Acupuncture

How does acupuncture work?

This is the most common question we hear. We have 2 ways to answer it, which we call the traditional and the modern explanations.

Traditional

When you attend acupuncture college, this is the explanation you are most likely to be taught. It is draws on ideas presented in the oldest and most highly respected text in Chinese medicine, the Huang Di Nei Jing or Yellow Emperors Inner Canon, written over two thousand years ago. It introduces something called “qi” (pronounced “chee”), often translated into English as “energy” or “life force” but these terms are poor matches so we prefer to stick with “qi”. Qi is described as circulating through the body in channels or meridians.
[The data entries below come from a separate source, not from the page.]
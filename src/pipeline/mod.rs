//! Outer playback and capture loops.
//!
//! These drive the transfer engine from end to end: byte-stream source or
//! sink on one side, the chunked device transfer loop on the other, with
//! limit accounting, capture-file rotation and cooperative abort in
//! between.

mod capture;
mod playback;

pub use capture::{capture, capture_planar, capture_to};
pub use playback::{playback, playback_planar};

use std::io::{self, Read};
use std::path::PathBuf;

use crate::error::StreamError;
use crate::session::SessionFlags;

/// Resolves the file-per-channel names for planar ("separate channels")
/// mode.
///
/// A single base name is auto-expanded to `name.0`, `name.1`, ...;
/// otherwise exactly one name per channel must be given.
pub fn channel_file_names(
    given: &[String],
    channels: usize,
) -> Result<Vec<PathBuf>, StreamError> {
    if given.len() == 1 && channels > 1 {
        Ok((0..channels)
            .map(|ch| PathBuf::from(format!("{}.{}", given[0], ch)))
            .collect())
    } else if given.len() == channels {
        Ok(given.iter().map(PathBuf::from).collect())
    } else {
        Err(StreamError::config(format!(
            "you need to specify {} files, got {}",
            channels,
            given.len()
        )))
    }
}

/// Reads until `buf` is full, the stream ends, or an abort is requested.
///
/// Short reads from pipes are retried; a read error after partial progress
/// reports the progress (the error will resurface on the next call).
pub(crate) fn read_full<R: Read>(
    input: &mut R,
    buf: &mut [u8],
    flags: &SessionFlags,
) -> io::Result<usize> {
    let mut total = 0;
    while total < buf.len() && !flags.is_aborted() {
        match input.read(&mut buf[total..]) {
            Ok(0) => break,
            Ok(n) => total += n,
            Err(e) if e.kind() == io::ErrorKind::Interrupted => continue,
            Err(_) if total > 0 => break,
            Err(e) => return Err(e),
        }
    }
    Ok(total)
}

#[cfg(test)]
mod tests {
    use super::*;

    #[test]
    fn test_single_name_expands_per_channel() {
        let names = channel_file_names(&["out.raw".to_string()], 3).unwrap();
        assert_eq!(
            names,
            vec![
                PathBuf::from("out.raw.0"),
                PathBuf::from("out.raw.1"),
                PathBuf::from("out.raw.2")
            ]
        );
    }

    #[test]
    fn test_exact_name_count_passes_through() {
        let given = vec!["l.raw".to_string(), "r.raw".to_string()];
        let names = channel_file_names(&given, 2).unwrap();
        assert_eq!(names, vec![PathBuf::from("l.raw"), PathBuf::from("r.raw")]);
    }

    #[test]
    fn test_wrong_name_count_rejected() {
        let given = vec!["a".to_string(), "b".to_string()];
        assert!(channel_file_names(&given, 3).is_err());
    }

    #[test]
    fn test_read_full_stops_at_eof() {
        let flags = SessionFlags::new();
        let mut input: &[u8] = b"abc";
        let mut buf = [0u8; 8];
        let n = read_full(&mut input, &mut buf, &flags).unwrap();
        assert_eq!(n, 3);
        assert_eq!(&buf[..3], b"abc");
    }

    #[test]
    fn test_read_full_honors_abort() {
        let flags = SessionFlags::new();
        flags.abort();
        let mut input: &[u8] = b"abcdef";
        let mut buf = [0u8; 4];
        let n = read_full(&mut input, &mut buf, &flags).unwrap();
        assert_eq!(n, 0);
    }
}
It interacts with your physical body- anything that effects your physical body will affect the flow of qi and vice-versa. So, if you have ill-health it means the flow of qi has been adversely affected and it is the goal of acupuncture to correct that and thereby restore you to wellness. Neither qi nor the channels it flows through can be directly seen or measured, so science has been unable to verify its existence. Some people have a hard time believing something works if science can’t explain it. For those people, our second explanation may be more helpful.

Modern

This explanation is borrowed from Dr. Yoshio Manaka, one of the most influential acupuncturists of the 20th century. He begins with the idea that we evolved from single celled organisms, and that those organisms had regulatory mechanisms that were vital to their survival and well-being. As they evolved into more complex multi-cellular organisms their regulatory mechanisms adapted and became more complex. Keep in mind that nature doesn’t throw away anything useful; the regulatory mechanism for a microscopic creature serves as the foundation for whatever that creature evolves into. As complex as the human body is, our metabolism, our well-being, and our perceptions of the world are all dependent on systems that were derived from the simplest forms of life. Science has done a good job of identifying the larger regulatory pathways that have evolved relatively recently, but the older systems remain buried under layers of evolution. These systems are still in place helping to maintain us, we just can’t see them. Acupuncture works with these aspects of our bodies.